До чего же был красив этот негодник Левенвольде – глаз не оторвать… Рука вице-канцлера лежала на ободе колеса; синеватая, прозрачная, на крючковатом пальце броско горел перстень. Левенвольде изящно нагнулся и с нежностью поцеловал руку барона.

– Я только что от женщины, – сказал он бархатно, подымая глаза. – Но общение с вами мне дороже красавицы Лопухиной!

Остерман притих под одеялами. Подбородок его утопал в ворохе лионских косынок. В духоте прожаренных комнат плыл чад. Билась на лбу вице-канцлера выпуклая жила. Он ничего не ответил.

– Мы, иностранцы, – заговорил Левенвольде далее, – уже давно не видим в России того, что всегда выделяло ее из других государств…

– Чего же ты не видишь, мой мальчик?

– Тирании самодержавия, – четко отвечал курляндец (Остерман промолчал). – Россия склонна к олигархии. А это… не опасно ли?

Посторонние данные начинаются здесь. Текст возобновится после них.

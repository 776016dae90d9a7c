use std::path::{Path, PathBuf};

use tracing::{debug, warn};

use crate::{env_subst::substitute_env, schema::NovaConfig};

/// Standard config file names, checked in order.
const CONFIG_FILENAMES: &[&str] = &["nova.toml", "nova.yaml", "nova.yml", "nova.json"];

/// Load config from the given path (any supported format).
pub fn load_config(path: &Path) -> anyhow::Result<NovaConfig> {
    let raw = std::fs::read_to_string(path)
        .map_err(|e| anyhow::anyhow!("failed to read {}: {e}", path.display()))?;
    let raw = substitute_env(&raw);
    parse_config(&raw, path)
}

/// Discover and load config from standard locations.
///
/// Search order:
/// 1. `./nova.{toml,yaml,yml,json}` (project-local)
/// 2. `~/.config/nova/nova.{toml,yaml,yml,json}` (user-global)
///
/// Returns `NovaConfig::default()` if no config file is found.
pub fn discover_and_load() -> NovaConfig {
    if let Some(path) = find_config_file() {
        debug!(path = %path.display(), "loading config");
        match load_config(&path) {
            Ok(cfg) => return cfg,
            Err(e) => {
                warn!(path = %path.display(), error = %e, "failed to load config, using defaults");
            },
        }
    } else {
        debug!("no config file found, using defaults");
    }
    NovaConfig::default()
}

/// Find the first config file in standard locations.
fn find_config_file() -> Option<PathBuf> {
    // Project-local
    for name in CONFIG_FILENAMES {
        let p = PathBuf::from(name);
        if p.exists() {
            return Some(p);
        }
    }

    // User-global: ~/.config/nova/
    if let Some(dirs) = directories::ProjectDirs::from("", "", "nova") {
        let config_dir = dirs.config_dir();
        for name in CONFIG_FILENAMES {
            let p = config_dir.join(name);
            if p.exists() {
                return Some(p);
            }
        }
    }

    None
}

/// Returns the user-global config directory (`~/.config/nova/`).
pub fn config_dir() -> Option<PathBuf> {
    directories::ProjectDirs::from("", "", "nova").map(|d| d.config_dir().to_path_buf())
}

fn parse_config(raw: &str, path: &Path) -> anyhow::Result<NovaConfig> {
    let ext = path.extension().and_then(|e| e.to_str()).unwrap_or("toml");

    match ext {
        "toml" => Ok(toml::from_str(raw)?),
        "yaml" | "yml" => Ok(serde_yaml::from_str(raw)?),
        "json" => Ok(serde_json::from_str(raw)?),
        _ => anyhow::bail!("unsupported config format: .{ext}"),
    }
}

#[cfg(test)]
#[allow(clippy::unwrap_used, clippy::expect_used)]
mod tests {
    use super::*;

    fn write(dir: &Path, name: &str, contents: &str) -> PathBuf {
        let path = dir.join(name);
        std::fs::write(&path, contents).unwrap();
        path
    }

    #[test]
    fn loads_toml_config() {
        let dir = tempfile::tempdir().unwrap();
        let path = write(
            dir.path(),
            "nova.toml",
            r#"
                [providers]
                selected = "anthropic"
            "#,
        );

        let config = load_config(&path).unwrap();
        assert_eq!(config.providers.selected.as_deref(), Some("anthropic"));
    }

    #[test]
    fn loads_json_config() {
        let dir = tempfile::tempdir().unwrap();
        let path = write(
            dir.path(),
            "nova.json",
            r#"{ "providers": { "selected": "llama" } }"#,
        );

        let config = load_config(&path).unwrap();
        assert_eq!(config.providers.selected.as_deref(), Some("llama"));
    }

    #[test]
    fn substitutes_env_vars_in_config() {
        // Mutating the environment is unsafe in edition 2024, so lean on a
        // variable the test runner already has.
        let Ok(path_var) = std::env::var("PATH") else {
            return;
        };
        let dir = tempfile::tempdir().unwrap();
        let path = write(
            dir.path(),
            "nova.json",
            r#"{ "providers": { "openai": { "api_key": "${PATH}" } } }"#,
        );

        let config = load_config(&path).unwrap();
        let key = config.providers.api_key("openai").unwrap();
        assert_eq!(secrecy::ExposeSecret::expose_secret(key), &path_var);
    }

    #[test]
    fn rejects_unsupported_extension() {
        let dir = tempfile::tempdir().unwrap();
        let path = write(dir.path(), "nova.ini", "selected=openai");
        assert!(load_config(&path).is_err());
    }

    #[test]
    fn missing_file_is_an_error() {
        assert!(load_config(Path::new("/nonexistent/nova.toml")).is_err());
    }
}
//! Static failover ordering between providers.
//!
//! The order encodes assumed reliability/capability tiers, not live health,
//! which keeps failover behavior predictable and testable. The walk itself
//! is owned by the caller: this module only answers "what should I try
//! next" and "would this config ever authenticate".

use {secrecy::ExposeSecret, tracing::debug};

use nova_config::schema::ProvidersConfig;

use crate::{
    id::ProviderId,
    resolver::{ProviderConfig, requires_api_key, resolve_config, validate_key},
};

/// Fixed failover ordering per provider.
///
/// Invariants, checked in tests: a chain never contains the provider it
/// backs up and never repeats an entry.
#[must_use]
pub const fn fallback_chain(id: ProviderId) -> &'static [ProviderId] {
    use ProviderId::{Anthropic, Gemini, Llama, OpenAi};
    match id {
        Gemini => &[OpenAi, Anthropic],
        OpenAi => &[Gemini, Anthropic, Llama],
        Anthropic => &[Gemini, OpenAi],
        Llama => &[OpenAi, Gemini],
    }
}

/// Chain lookup for raw provider ids, e.g. straight out of loosely
/// validated settings. Unknown ids get a single-element chain holding the
/// default provider.
#[must_use]
pub fn fallback_chain_for(raw: &str) -> &'static [ProviderId] {
    match ProviderId::parse(raw) {
        Some(id) => fallback_chain(id),
        None => &[ProviderId::DEFAULT],
    }
}

/// Providers to try, in order: the primary first, then its chain, skipping
/// any provider the settings explicitly disable.
#[must_use]
pub fn failover_candidates(settings: &ProvidersConfig, primary: ProviderId) -> Vec<ProviderId> {
    std::iter::once(primary)
        .chain(fallback_chain(primary).iter().copied())
        .filter(|id| settings.is_enabled(id.as_str()))
        .collect()
}

/// Walk the failover candidates and resolve the first provider that is
/// immediately usable: either it needs no user key, or the key on file
/// passes the format check.
///
/// Live-call failures are still the caller's to handle and retry down the
/// chain; this only filters out configs that could never authenticate.
/// Returns the resolved config and the candidate's position in the walk.
#[must_use]
pub fn resolve_first_usable(
    settings: &ProvidersConfig,
    primary: ProviderId,
) -> Option<(ProviderConfig, usize)> {
    for (position, id) in failover_candidates(settings, primary).into_iter().enumerate() {
        let config = resolve_config(settings, Some(id));
        if is_usable(&config) {
            return Some((config, position));
        }
        debug!(provider = %id, "skipping failover candidate without a usable key");
    }
    None
}

fn is_usable(config: &ProviderConfig) -> bool {
    if !requires_api_key(config.id) {
        return true;
    }
    config
        .api_key
        .as_ref()
        .is_some_and(|key| validate_key(config.id, Some(key.expose_secret().as_str())))
}

#[cfg(test)]
#[allow(clippy::unwrap_used, clippy::expect_used)]
mod tests {
    use secrecy::Secret;

    use {super::*, nova_config::schema::ProviderEntry};

    fn entry(enabled: bool, api_key: Option<&str>) -> ProviderEntry {
        ProviderEntry {
            enabled,
            api_key: api_key.map(|k| Secret::new(k.to_string())),
        }
    }

    #[test]
    fn chains_never_self_reference_or_duplicate() {
        for id in ProviderId::ALL {
            let chain = fallback_chain(id);
            assert!(!chain.is_empty(), "{id} has an empty chain");
            assert!(!chain.contains(&id), "{id} chain references itself");
            for (i, entry) in chain.iter().enumerate() {
                assert!(!chain[i + 1..].contains(entry), "{id} chain repeats {entry}");
            }
        }
    }

    #[test]
    fn unknown_raw_id_gets_default_chain() {
        assert_eq!(fallback_chain_for("unknown-id"), &[ProviderId::Gemini]);
        assert_eq!(fallback_chain_for("openai"), fallback_chain(ProviderId::OpenAi));
    }

    #[test]
    fn candidates_start_with_primary() {
        let settings = ProvidersConfig::default();
        let candidates = failover_candidates(&settings, ProviderId::OpenAi);
        assert_eq!(candidates, vec![
            ProviderId::OpenAi,
            ProviderId::Gemini,
            ProviderId::Anthropic,
            ProviderId::Llama,
        ]);
    }

    #[test]
    fn candidates_skip_disabled_providers() {
        let mut settings = ProvidersConfig::default();
        settings.providers.insert("gemini".into(), entry(false, None));

        let candidates = failover_candidates(&settings, ProviderId::OpenAi);
        assert_eq!(candidates, vec![
            ProviderId::OpenAi,
            ProviderId::Anthropic,
            ProviderId::Llama,
        ]);
    }

    #[test]
    fn gemini_is_always_usable_as_a_candidate() {
        // No key anywhere: the walk from openai lands on gemini, which can
        // run on the ambient credential (present or not).
        let settings = ProvidersConfig::default();
        let (config, position) = resolve_first_usable(&settings, ProviderId::OpenAi).unwrap();
        assert_eq!(config.id, ProviderId::Gemini);
        assert_eq!(position, 1);
    }

    #[test]
    fn malformed_primary_key_fails_over() {
        let mut settings = ProvidersConfig::default();
        settings.providers.insert("openai".into(), entry(true, Some("bad-key")));
        settings.providers.insert("gemini".into(), entry(false, None));
        let anthropic_key = format!("sk-ant-{}", "a".repeat(95));
        settings
            .providers
            .insert("anthropic".into(), entry(true, Some(anthropic_key.as_str())));

        let (config, position) = resolve_first_usable(&settings, ProviderId::OpenAi).unwrap();
        assert_eq!(config.id, ProviderId::Anthropic);
        assert_eq!(position, 1);
    }

    #[test]
    fn well_formed_primary_key_wins() {
        let mut settings = ProvidersConfig::default();
        let key = format!("sk-{}", "a".repeat(32));
        settings.providers.insert("openai".into(), entry(true, Some(key.as_str())));

        let (config, position) = resolve_first_usable(&settings, ProviderId::OpenAi).unwrap();
        assert_eq!(config.id, ProviderId::OpenAi);
        assert_eq!(position, 0);
    }

    #[test]
    fn exhausted_chain_yields_none() {
        // Every candidate disabled or keyless: nothing usable remains.
        let mut settings = ProvidersConfig::default();
        for id in ProviderId::ALL {
            settings.providers.insert(id.as_str().into(), entry(false, None));
        }
        assert!(resolve_first_usable(&settings, ProviderId::OpenAi).is_none());
    }
}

– Опасно… для кого? – спросил Остерман.

– Для нас, связавших свои судьбы с русскими варварами. Долгорукие и Голицыны не потерпят возле себя гения вестфальдца Остермана – не так ли?

Остерман снял со лба козырек, бросил его на стол. Левенвольде чуть ли не впервые увидел глаза Остермана – бесцветные, словно у младенца, покинувшего утробу, почти без ресниц.

– Дитя мое, – тихо засмеялся Остерман. – О чем вы говорите? Разве в России могут быть партии? Русские люди – недоучки, и Петр Великий был прав, называя русский народ детьми.

Левенвольде громко расхохотался:

– Однако рубить головы своим «детям» – не слишком ли это строгое воспитание?

– Это право монарха, – сухо возразил Остерман. – Да будет оно свято. И во веки веков… Аминь!

Самое главное Левенвольде сказал уже от дверей:

– А что, барон, если мой брат Густав снова приблизится к герцогине Анне Иоанновне?